近年導入された恋愛学習の授業が怠いので、隣の席の女子と偽装恋愛します
マウンテンゴリラのマオ(MTGのマオ)
第1話 月曜日最後の授業
「それでは授業を始めます」
月曜日の6時限目。本日最後の授業が始まった。教壇に立つのは、このクラスの担任教師である中年女性。彼女の担当科目は数学だが、今から始まる授業は数学ではなかった。
「来週末には今年度初の合コンが実施されるので、今日からその予習を始めます。教科書の52ページを開いてください」
担任教師が発した合コンという言葉。高校生には似つかわしくない、などと言われていたのはもう十年以上前になるらしい。
恋愛学習。全国レベルで導入されたこのカリキュラムは、文字通り恋愛についてレクチャーすることを目的としている。その背景には、少子高齢化に加えて、若者の恋愛離れが叫ばれていたことがある。出生率を上げる以前に、そもそも結婚はおろか恋人すらまともに作れない若者が急増したのだ。そのことに危機感を覚えた政府は、早急に対策を立てた。その一つが、この恋愛学習だ。要するに、恋人の作り方を学校で教えることで恋愛離れを防ごうとしたのだった。恋愛学習自体は小学校から始まるが、本格化するのは中学以降、露骨にコマ数が増えるのは高校からだ。公立高校の学費無償化によって高校進学に金銭的な障害がなくなったこと、成人を迎える直前の年齢であることからも、この時期が適切とされたらしい。

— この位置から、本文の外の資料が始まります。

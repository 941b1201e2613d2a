//! Owner subscription lookup.

use std::collections::HashMap;

use async_trait::async_trait;
use parking_lot::RwLock;
use sqlx::SqlitePool;

use crate::Result;
use crate::database::time::datetime_to_ms;
use crate::domain::SubscriptionTier;

/// Source of owner subscription tiers.
#[async_trait]
pub trait OwnerDirectory: Send + Sync {
    async fn subscription_tier(&self, owner_id: &str) -> Result<SubscriptionTier>;
}

/// SQLx implementation of OwnerDirectory. Unknown owners get the default tier.
pub struct SqlxOwnerDirectory {
    pool: SqlitePool,
    default_tier: SubscriptionTier,
}

impl SqlxOwnerDirectory {
    pub fn new(pool: SqlitePool, default_tier: SubscriptionTier) -> Self {
        Self { pool, default_tier }
    }

    pub async fn set_tier(&self, owner_id: &str, tier: SubscriptionTier) -> Result<()> {
        sqlx::query(
            r#"
            INSERT INTO owners (id, subscription_tier, created_at) VALUES (?, ?, ?)
            ON CONFLICT(id) DO UPDATE SET subscription_tier = excluded.subscription_tier
            "#,
        )
        .bind(owner_id)
        .bind(tier.as_str())
        .bind(datetime_to_ms(chrono::Utc::now()))
        .execute(&self.pool)
        .await?;
        Ok(())
    }
}

#[async_trait]
impl OwnerDirectory for SqlxOwnerDirectory {
    async fn subscription_tier(&self, owner_id: &str) -> Result<SubscriptionTier> {
        let tier: Option<String> =
            sqlx::query_scalar("SELECT subscription_tier FROM owners WHERE id = ?")
                .bind(owner_id)
                .fetch_optional(&self.pool)
                .await?;
        Ok(tier
            .as_deref()
            .and_then(SubscriptionTier::parse)
            .unwrap_or(self.default_tier))
    }
}

/// In-process owner directory.
#[derive(Debug, Default)]
pub struct StaticOwnerDirectory {
    tiers: RwLock<HashMap<String, SubscriptionTier>>,
    default_tier: SubscriptionTier,
}

impl StaticOwnerDirectory {
    pub fn new(default_tier: SubscriptionTier) -> Self {
        Self {
            tiers: RwLock::new(HashMap::new()),
            default_tier,
        }
    }

    pub fn set_tier(&self, owner_id: impl Into<String>, tier: SubscriptionTier) {
        self.tiers.write().insert(owner_id.into(), tier);
    }
}

#[async_trait]
impl OwnerDirectory for StaticOwnerDirectory {
    async fn subscription_tier(&self, owner_id: &str) -> Result<SubscriptionTier> {
        Ok(self
            .tiers
            .read()
            .get(owner_id)
            .copied()
            .unwrap_or(self.default_tier))
    }
}
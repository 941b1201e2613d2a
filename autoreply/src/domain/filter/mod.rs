//! Comment filtering and rule matching.

mod evaluator;
mod matcher;

pub use evaluator::{FilterEvaluator, FilterRejection, FilterVerdict};
pub use matcher::RuleMatcher;
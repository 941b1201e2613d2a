//! Text heuristics over comment bodies.
//!
//! Both classifiers are pure functions over bilingual (English and Arabic)
//! lexicons. Terms are compared case-insensitively; ASCII terms must sit on
//! word boundaries while non-ASCII terms match anywhere, since Arabic attaches
//! clitics directly to words.

pub mod sentiment;
pub mod spam;

pub use sentiment::classify;
pub use spam::is_spam;

/// Number of occurrences of `term` in `haystack`. Both must be lowercase.
pub(crate) fn count_term(haystack: &str, term: &str) -> usize {
    if term.is_empty() {
        return 0;
    }
    if !term.is_ascii() {
        return haystack.matches(term).count();
    }

    haystack
        .match_indices(term)
        .filter(|(start, _)| on_word_boundary(haystack, *start, term.len()))
        .count()
}

pub(crate) fn contains_term(haystack: &str, term: &str) -> bool {
    count_term(haystack, term) > 0
}

/// Whether `haystack[start..start + len]` is bounded by non-word characters.
pub(crate) fn on_word_boundary(haystack: &str, start: usize, len: usize) -> bool {
    let before = haystack[..start].chars().next_back();
    let after = haystack[start + len..].chars().next();
    !before.is_some_and(is_word_char) && !after.is_some_and(is_word_char)
}

fn is_word_char(c: char) -> bool {
    c.is_alphanumeric() || c == '_'
}

#[cfg(test)]
mod tests {
    use super::*;

    #[test]
    fn test_ascii_terms_respect_word_boundaries() {
        assert_eq!(count_term("good goods goodness, good!", "good"), 2);
        assert_eq!(count_term("badge", "bad"), 0);
    }

    #[test]
    fn test_non_ascii_terms_match_inside_words() {
        // "and thanks" with a clitic prefix
        assert_eq!(count_term("وشكرا لكم", "شكرا"), 1);
    }
}
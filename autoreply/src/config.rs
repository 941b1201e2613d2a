//! Service configuration.
//!
//! Every setting has a default and can be overridden through the environment
//! (a `.env` file is loaded first by the binary). Values that fail to parse
//! are ignored. The hard ceilings in [`crate::limits`] are not configurable.

use std::str::FromStr;
use std::time::Duration;

use graph_api::GraphClientConfig;
use tracing::warn;

use crate::domain::SubscriptionTier;
use crate::governor::{BATCH_SIZE_DEFAULT, LoadMonitorConfig};
use crate::monitor::ProcessorConfig;
use crate::retention::RetentionConfig;
use crate::scheduler::SchedulerConfig;

#[derive(Debug, Clone)]
pub struct EngineConfig {
    pub database_url: String,
    pub log_dir: String,
    /// Initial batch size; the load monitor adjusts it at runtime.
    pub batch_size: usize,
    /// Tier assumed for owners without a stored subscription.
    pub default_tier: SubscriptionTier,
    pub graph: GraphClientConfig,
    pub processor: ProcessorConfig,
    pub scheduler: SchedulerConfig,
    pub load_monitor: LoadMonitorConfig,
    pub retention: RetentionConfig,
}

impl Default for EngineConfig {
    fn default() -> Self {
        Self {
            database_url: "sqlite:autoreply.db?mode=rwc".to_string(),
            log_dir: "logs".to_string(),
            batch_size: BATCH_SIZE_DEFAULT,
            default_tier: SubscriptionTier::Free,
            graph: GraphClientConfig::default(),
            processor: ProcessorConfig::default(),
            scheduler: SchedulerConfig::default(),
            load_monitor: LoadMonitorConfig::default(),
            retention: RetentionConfig::default(),
        }
    }
}

impl EngineConfig {
    /// Load config from environment variables, falling back to defaults.
    ///
    /// Supported env vars:
    /// - `DATABASE_URL`, `LOG_DIR`
    /// - `GRAPH_API_BASE_URL`, `GRAPH_API_TIMEOUT_SECS`
    /// - `SCHEDULER_TICK_SECS`, `LOAD_MONITOR_TICK_SECS`, `RETENTION_TICK_SECS`
    /// - `COMMENT_PAUSE_MS`, `MONITOR_PAUSE_MS`
    /// - `BATCH_SIZE`, `RESPONSE_TTL_DAYS`, `DEFAULT_SUBSCRIPTION_TIER`
    pub fn from_env_or_default() -> Self {
        Self::from_lookup(|key| std::env::var(key).ok())
    }

    fn from_lookup(lookup: impl Fn(&str) -> Option<String>) -> Self {
        let mut config = Self::default();

        if let Some(url) = lookup("DATABASE_URL")
            && !url.trim().is_empty()
        {
            config.database_url = url;
        }
        if let Some(dir) = lookup("LOG_DIR")
            && !dir.trim().is_empty()
        {
            config.log_dir = dir;
        }
        if let Some(base_url) = lookup("GRAPH_API_BASE_URL")
            && !base_url.trim().is_empty()
        {
            config.graph.base_url = base_url;
        }
        if let Some(secs) = parsed::<u64>(&lookup, "GRAPH_API_TIMEOUT_SECS") {
            let timeout = Duration::from_secs(secs.max(1));
            config.graph.request_timeout = timeout;
            config.processor.fetch_timeout = timeout;
            config.processor.dispatch_timeout = timeout;
        }
        if let Some(secs) = parsed::<u64>(&lookup, "SCHEDULER_TICK_SECS") {
            config.scheduler.tick = Duration::from_secs(secs.max(1));
        }
        if let Some(secs) = parsed::<u64>(&lookup, "LOAD_MONITOR_TICK_SECS") {
            config.load_monitor.interval = Duration::from_secs(secs.max(1));
        }
        if let Some(secs) = parsed::<u64>(&lookup, "RETENTION_TICK_SECS") {
            config.retention.interval = Duration::from_secs(secs.max(1));
        }
        if let Some(ms) = parsed::<u64>(&lookup, "COMMENT_PAUSE_MS") {
            config.processor.comment_pause = Duration::from_millis(ms);
        }
        if let Some(ms) = parsed::<u64>(&lookup, "MONITOR_PAUSE_MS") {
            config.scheduler.monitor_pause = Duration::from_millis(ms);
        }
        if let Some(size) = parsed::<usize>(&lookup, "BATCH_SIZE") {
            config.batch_size = size;
        }
        if let Some(days) = parsed::<i64>(&lookup, "RESPONSE_TTL_DAYS") {
            config.processor.response_ttl_days = days;
        }
        if let Some(tier) = lookup("DEFAULT_SUBSCRIPTION_TIER") {
            match SubscriptionTier::parse(tier.trim()) {
                Some(tier) => config.default_tier = tier,
                None => warn!(value = %tier, "Unknown DEFAULT_SUBSCRIPTION_TIER, using default"),
            }
        }

        config
    }
}

fn parsed<T: FromStr>(lookup: &impl Fn(&str) -> Option<String>, key: &str) -> Option<T> {
    let raw = lookup(key)?;
    match raw.trim().parse() {
        Ok(value) => Some(value),
        Err(_) => {
            warn!(key, value = %raw, "Ignoring unparseable setting");
            None
        }
    }
}
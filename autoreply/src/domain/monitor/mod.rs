//! Monitor aggregate.

mod entity;
mod status;

pub use entity::{
    FilterConfig, LastError, Monitor, MonitorProgress, MonitorStats, MonitoredPost, PostSelection,
    RateLimitSettings, ResponseBehavior, RetentionSettings,
};
pub use status::MonitorStatus;
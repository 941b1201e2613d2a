use std::sync::Arc;

use anyhow::Context;
use tokio_util::sync::CancellationToken;
use tracing::{error, info};

use autoreply::config::EngineConfig;
use autoreply::database::{self, repositories::Repositories};
use autoreply::governor::{LoadMonitor, RateGovernor};
use autoreply::monitor::{EngineEventBroadcaster, MonitorProcessor};
use autoreply::retention::RetentionManager;
use autoreply::scheduler::BatchScheduler;
use autoreply::{clock, logging};
use graph_api::GraphClient;

#[tokio::main]
async fn main() -> anyhow::Result<()> {
    dotenvy::dotenv().ok();
    let config = EngineConfig::from_env_or_default();

    let (logging_config, _guard) =
        logging::init_logging(&config.log_dir).context("initializing logging")?;

    let pool = database::init_pool(&config.database_url)
        .await
        .with_context(|| format!("opening database {}", config.database_url))?;
    database::run_migrations(&pool)
        .await
        .context("running migrations")?;

    let clock = clock::system();
    let repos = Repositories::sqlite(pool.clone(), config.default_tier);
    let events = EngineEventBroadcaster::new();
    let governor = RateGovernor::with_batch_size(clock.clone(), config.batch_size);
    let graph = GraphClient::new(config.graph.clone()).context("building Graph API client")?;

    let processor = Arc::new(MonitorProcessor::new(
        repos.clone(),
        Arc::new(graph),
        governor.clone(),
        clock.clone(),
        events.clone(),
        config.processor.clone(),
    ));
    let scheduler = Arc::new(BatchScheduler::new(
        repos.monitors.clone(),
        processor,
        config.scheduler.clone(),
    ));
    let load_monitor = Arc::new(LoadMonitor::new(
        repos.responses.clone(),
        governor,
        clock.clone(),
        events.clone(),
        config.load_monitor.clone(),
    ));
    let retention = Arc::new(RetentionManager::new(
        repos.monitors.clone(),
        repos.responses.clone(),
        clock,
        events.clone(),
        config.retention.clone(),
    ));

    let cancel = CancellationToken::new();
    logging_config.start_retention_cleanup(cancel.child_token());
    #[cfg(unix)]
    logging_config
        .start_reload_on_hangup(cancel.child_token())
        .context("installing SIGHUP handler")?;

    let mut activity = events.subscribe();
    let activity_cancel = cancel.child_token();
    let activity_log = tokio::spawn(async move {
        loop {
            tokio::select! {
                _ = activity_cancel.cancelled() => break,
                event = activity.recv() => match event {
                    Ok(event) => info!(target: "autoreply::activity", "{}", event.description()),
                    Err(tokio::sync::broadcast::error::RecvError::Lagged(missed)) => {
                        tracing::warn!(missed, "Activity log lagging");
                    }
                    Err(tokio::sync::broadcast::error::RecvError::Closed) => break,
                },
            }
        }
    });

    let tasks = vec![
        tokio::spawn(scheduler.run(cancel.child_token())),
        tokio::spawn(load_monitor.run(cancel.child_token())),
        tokio::spawn(retention.run(cancel.child_token())),
        activity_log,
    ];

    info!(
        batch_size = config.batch_size,
        tick_secs = config.scheduler.tick.as_secs(),
        log_filter = %logging_config.get_filter(),
        "autoreply started"
    );

    tokio::signal::ctrl_c()
        .await
        .context("listening for shutdown signal")?;
    info!("Shutdown requested");
    cancel.cancel();

    for result in futures::future::join_all(tasks).await {
        if let Err(e) = result {
            error!(error = %e, "Background task ended abnormally");
        }
    }
    pool.close().await;
    info!("autoreply stopped");

    Ok(())
}
//! Monitor repository.

use async_trait::async_trait;
use chrono::{DateTime, Utc};
use sqlx::SqlitePool;

use crate::database::models::MonitorDbModel;
use crate::database::time::datetime_to_ms;
use crate::domain::monitor::{MonitorProgress, PostSelection};
use crate::domain::{Monitor, MonitorStatus};
use crate::{Error, Result};

/// Monitor repository trait.
#[async_trait]
pub trait MonitorRepository: Send + Sync {
    async fn find_monitor(&self, id: &str) -> Result<Option<Monitor>>;
    async fn list_monitors(&self) -> Result<Vec<Monitor>>;
    async fn list_by_status(&self, status: MonitorStatus) -> Result<Vec<Monitor>>;
    async fn list_by_owner(&self, owner_id: &str) -> Result<Vec<Monitor>>;
    async fn count_by_owner_and_status(&self, owner_id: &str, status: MonitorStatus) -> Result<u64>;
    async fn create_monitor(&self, monitor: &Monitor) -> Result<()>;
    /// Replace the stored monitor. Errors with `NotFound` if it is gone.
    async fn update_monitor(&self, monitor: &Monitor) -> Result<()>;
    /// Write back pass progress without touching status or configuration.
    /// Errors with `NotFound` if the monitor is gone.
    async fn update_progress(&self, id: &str, progress: &MonitorProgress) -> Result<()>;
    async fn update_status(&self, id: &str, status: MonitorStatus, now: DateTime<Utc>) -> Result<()>;
    async fn delete_monitor(&self, id: &str) -> Result<()>;

    async fn get_monitor(&self, id: &str) -> Result<Monitor> {
        self.find_monitor(id)
            .await?
            .ok_or_else(|| Error::not_found("Monitor", id))
    }

    /// Active monitors referencing `rule_id`.
    async fn list_active_referencing_rule(&self, rule_id: &str) -> Result<Vec<Monitor>> {
        Ok(self
            .list_by_status(MonitorStatus::Active)
            .await?
            .into_iter()
            .filter(|m| m.rule_ids.iter().any(|id| id == rule_id))
            .collect())
    }
}

/// SQLx implementation of MonitorRepository.
pub struct SqlxMonitorRepository {
    pool: SqlitePool,
}

impl SqlxMonitorRepository {
    pub fn new(pool: SqlitePool) -> Self {
        Self { pool }
    }
}

fn into_domain_all(rows: Vec<MonitorDbModel>) -> Result<Vec<Monitor>> {
    rows.into_iter().map(MonitorDbModel::into_domain).collect()
}

#[async_trait]
impl MonitorRepository for SqlxMonitorRepository {
    async fn find_monitor(&self, id: &str) -> Result<Option<Monitor>> {
        sqlx::query_as::<_, MonitorDbModel>("SELECT * FROM monitors WHERE id = ?")
            .bind(id)
            .fetch_optional(&self.pool)
            .await?
            .map(MonitorDbModel::into_domain)
            .transpose()
    }

    async fn list_monitors(&self) -> Result<Vec<Monitor>> {
        let rows =
            sqlx::query_as::<_, MonitorDbModel>("SELECT * FROM monitors ORDER BY created_at")
                .fetch_all(&self.pool)
                .await?;
        into_domain_all(rows)
    }

    async fn list_by_status(&self, status: MonitorStatus) -> Result<Vec<Monitor>> {
        let rows = sqlx::query_as::<_, MonitorDbModel>(
            "SELECT * FROM monitors WHERE status = ? ORDER BY created_at",
        )
        .bind(status.as_str())
        .fetch_all(&self.pool)
        .await?;
        into_domain_all(rows)
    }

    async fn list_by_owner(&self, owner_id: &str) -> Result<Vec<Monitor>> {
        let rows = sqlx::query_as::<_, MonitorDbModel>(
            "SELECT * FROM monitors WHERE owner_id = ? ORDER BY created_at",
        )
        .bind(owner_id)
        .fetch_all(&self.pool)
        .await?;
        into_domain_all(rows)
    }

    async fn count_by_owner_and_status(&self, owner_id: &str, status: MonitorStatus) -> Result<u64> {
        let count: i64 =
            sqlx::query_scalar("SELECT COUNT(*) FROM monitors WHERE owner_id = ? AND status = ?")
                .bind(owner_id)
                .bind(status.as_str())
                .fetch_one(&self.pool)
                .await?;
        Ok(count.max(0) as u64)
    }

    async fn create_monitor(&self, monitor: &Monitor) -> Result<()> {
        let m = MonitorDbModel::from_domain(monitor)?;
        sqlx::query(
            r#"
            INSERT INTO monitors (
                id, owner_id, name, page_id, page_name, page_token, posts, rule_ids,
                default_response, filters, behavior, rate_limit, retention, status, stats,
                last_error, created_at, updated_at, last_checked_at, expires_at
            ) VALUES (?, ?, ?, ?, ?, ?, ?, ?, ?, ?, ?, ?, ?, ?, ?, ?, ?, ?, ?, ?)
            "#,
        )
        .bind(&m.id)
        .bind(&m.owner_id)
        .bind(&m.name)
        .bind(&m.page_id)
        .bind(&m.page_name)
        .bind(&m.page_token)
        .bind(&m.posts)
        .bind(&m.rule_ids)
        .bind(&m.default_response)
        .bind(&m.filters)
        .bind(&m.behavior)
        .bind(&m.rate_limit)
        .bind(&m.retention)
        .bind(&m.status)
        .bind(&m.stats)
        .bind(&m.last_error)
        .bind(m.created_at)
        .bind(m.updated_at)
        .bind(m.last_checked_at)
        .bind(m.expires_at)
        .execute(&self.pool)
        .await
        .map_err(|e| {
            crate::database::map_unique_violation(e, || format!("monitor {} already exists", m.id))
        })?;
        Ok(())
    }

    async fn update_monitor(&self, monitor: &Monitor) -> Result<()> {
        let m = MonitorDbModel::from_domain(monitor)?;
        let result = sqlx::query(
            r#"
            UPDATE monitors SET
                owner_id = ?,
                name = ?,
                page_id = ?,
                page_name = ?,
                page_token = ?,
                posts = ?,
                rule_ids = ?,
                default_response = ?,
                filters = ?,
                behavior = ?,
                rate_limit = ?,
                retention = ?,
                status = ?,
                stats = ?,
                last_error = ?,
                updated_at = ?,
                last_checked_at = ?,
                expires_at = ?
            WHERE id = ?
            "#,
        )
        .bind(&m.owner_id)
        .bind(&m.name)
        .bind(&m.page_id)
        .bind(&m.page_name)
        .bind(&m.page_token)
        .bind(&m.posts)
        .bind(&m.rule_ids)
        .bind(&m.default_response)
        .bind(&m.filters)
        .bind(&m.behavior)
        .bind(&m.rate_limit)
        .bind(&m.retention)
        .bind(&m.status)
        .bind(&m.stats)
        .bind(&m.last_error)
        .bind(m.updated_at)
        .bind(m.last_checked_at)
        .bind(m.expires_at)
        .bind(&m.id)
        .execute(&self.pool)
        .await?;

        if result.rows_affected() == 0 {
            return Err(Error::not_found("Monitor", &m.id));
        }
        Ok(())
    }

    async fn update_progress(&self, id: &str, progress: &MonitorProgress) -> Result<()> {
        let mut tx = self.pool.begin().await?;

        // Checkpoints live inside the posts JSON, next to the owner's selection.
        let posts: Option<String> = sqlx::query_scalar("SELECT posts FROM monitors WHERE id = ?")
            .bind(id)
            .fetch_optional(&mut *tx)
            .await?;
        let Some(posts) = posts else {
            return Err(Error::not_found("Monitor", id));
        };
        let mut selection: PostSelection = serde_json::from_str(&posts)?;
        for (post_id, at) in &progress.post_checks {
            selection.mark_checked(post_id, *at);
        }

        let last_error = progress
            .last_error
            .as_ref()
            .map(serde_json::to_string)
            .transpose()?;
        sqlx::query(
            r#"
            UPDATE monitors SET
                posts = ?,
                stats = ?,
                last_error = ?,
                last_checked_at = COALESCE(?, last_checked_at),
                updated_at = ?
            WHERE id = ?
            "#,
        )
        .bind(serde_json::to_string(&selection)?)
        .bind(serde_json::to_string(&progress.stats)?)
        .bind(last_error)
        .bind(progress.last_checked_at.map(datetime_to_ms))
        .bind(datetime_to_ms(progress.updated_at))
        .bind(id)
        .execute(&mut *tx)
        .await?;

        tx.commit().await?;
        Ok(())
    }

    async fn update_status(&self, id: &str, status: MonitorStatus, now: DateTime<Utc>) -> Result<()> {
        let result = sqlx::query("UPDATE monitors SET status = ?, updated_at = ? WHERE id = ?")
            .bind(status.as_str())
            .bind(datetime_to_ms(now))
            .bind(id)
            .execute(&self.pool)
            .await?;
        if result.rows_affected() == 0 {
            return Err(Error::not_found("Monitor", id));
        }
        Ok(())
    }

    async fn delete_monitor(&self, id: &str) -> Result<()> {
        sqlx::query("DELETE FROM monitors WHERE id = ?")
            .bind(id)
            .execute(&self.pool)
            .await?;
        Ok(())
    }
}
//! Domain layer for autoreply.
//!
//! Entities, value objects and the pure comment evaluation logic.

pub mod comment;
pub mod filter;
pub mod monitor;
pub mod response;
pub mod rule;
pub mod value_objects;

pub use comment::IncomingComment;
pub use monitor::{Monitor, MonitorStatus};
pub use response::{DispatchError, DispatchOutcome, ResponseRecord};
pub use rule::{MatchMode, Rule, ScheduleWindow};
pub use value_objects::*;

「学内合コンはこのページに書かれている内容に沿って行われます。まずは―――」
学内合コンというのは、恋愛学習の一環として開催される行事だ。月に一度行われるこの行事は、学内の恋人がいない生徒を集めて、マッチングをする集団お見合いである。共学の高校は原則学内合コンの実施が義務付けられているので、別にうちの学校特有の行事というわけではない。……男子校や、男子が極端に多い工業高校などは、他所の女子高などと合同で行うらしい。その場合は休日に行うので、貴重な休日が潰れることになる。とはいえ、学内合コンも金曜日の6時限目を使うものの、2時間に渡って開催されるので、放課後の時間を喰われることになるのだが。更に厄介なのは、これは授業の一環であるため、正当な理由がない限りは強制参加であるということ。恋愛学習には試験や成績はないものの、必修科目扱いなので出席日数が足らなければ落第してしまう。
「……怠い」
授業を聞き流しながら、俺―――黒岩高志はそう小さくぼやいた。正直、恋愛なんてものに興味が微塵もない俺にとって、恋愛学習は苦痛でしかない。恋愛学習を避けるために中卒で働こうと思っていたのだが、両親の猛反発に遭って渋々進学を選んだ。高校進学が当たり前の昨今、中卒ではまともな仕事に就けないというのが理由なのだが……とはいえ、一切生活できないということはないはずであるし、もしも生活に困窮するならさっさと野垂れ死ねばいいだけの話だ。だが、わざわざ自殺するほど意志が強くもない俺は、流されるように今こうして恋愛学習の授業を受けている。
「……寝るか」
授業の内容はこれっぽっちも頭に入っていないし、これ以上起きていてもエネルギーの無駄だ。他の授業なら居眠りは極力しないようにするが、興味がないを通り越して苦痛な授業をまともに聞くのも馬鹿馬鹿しい。俺はそう開き直って、瞼を閉じた。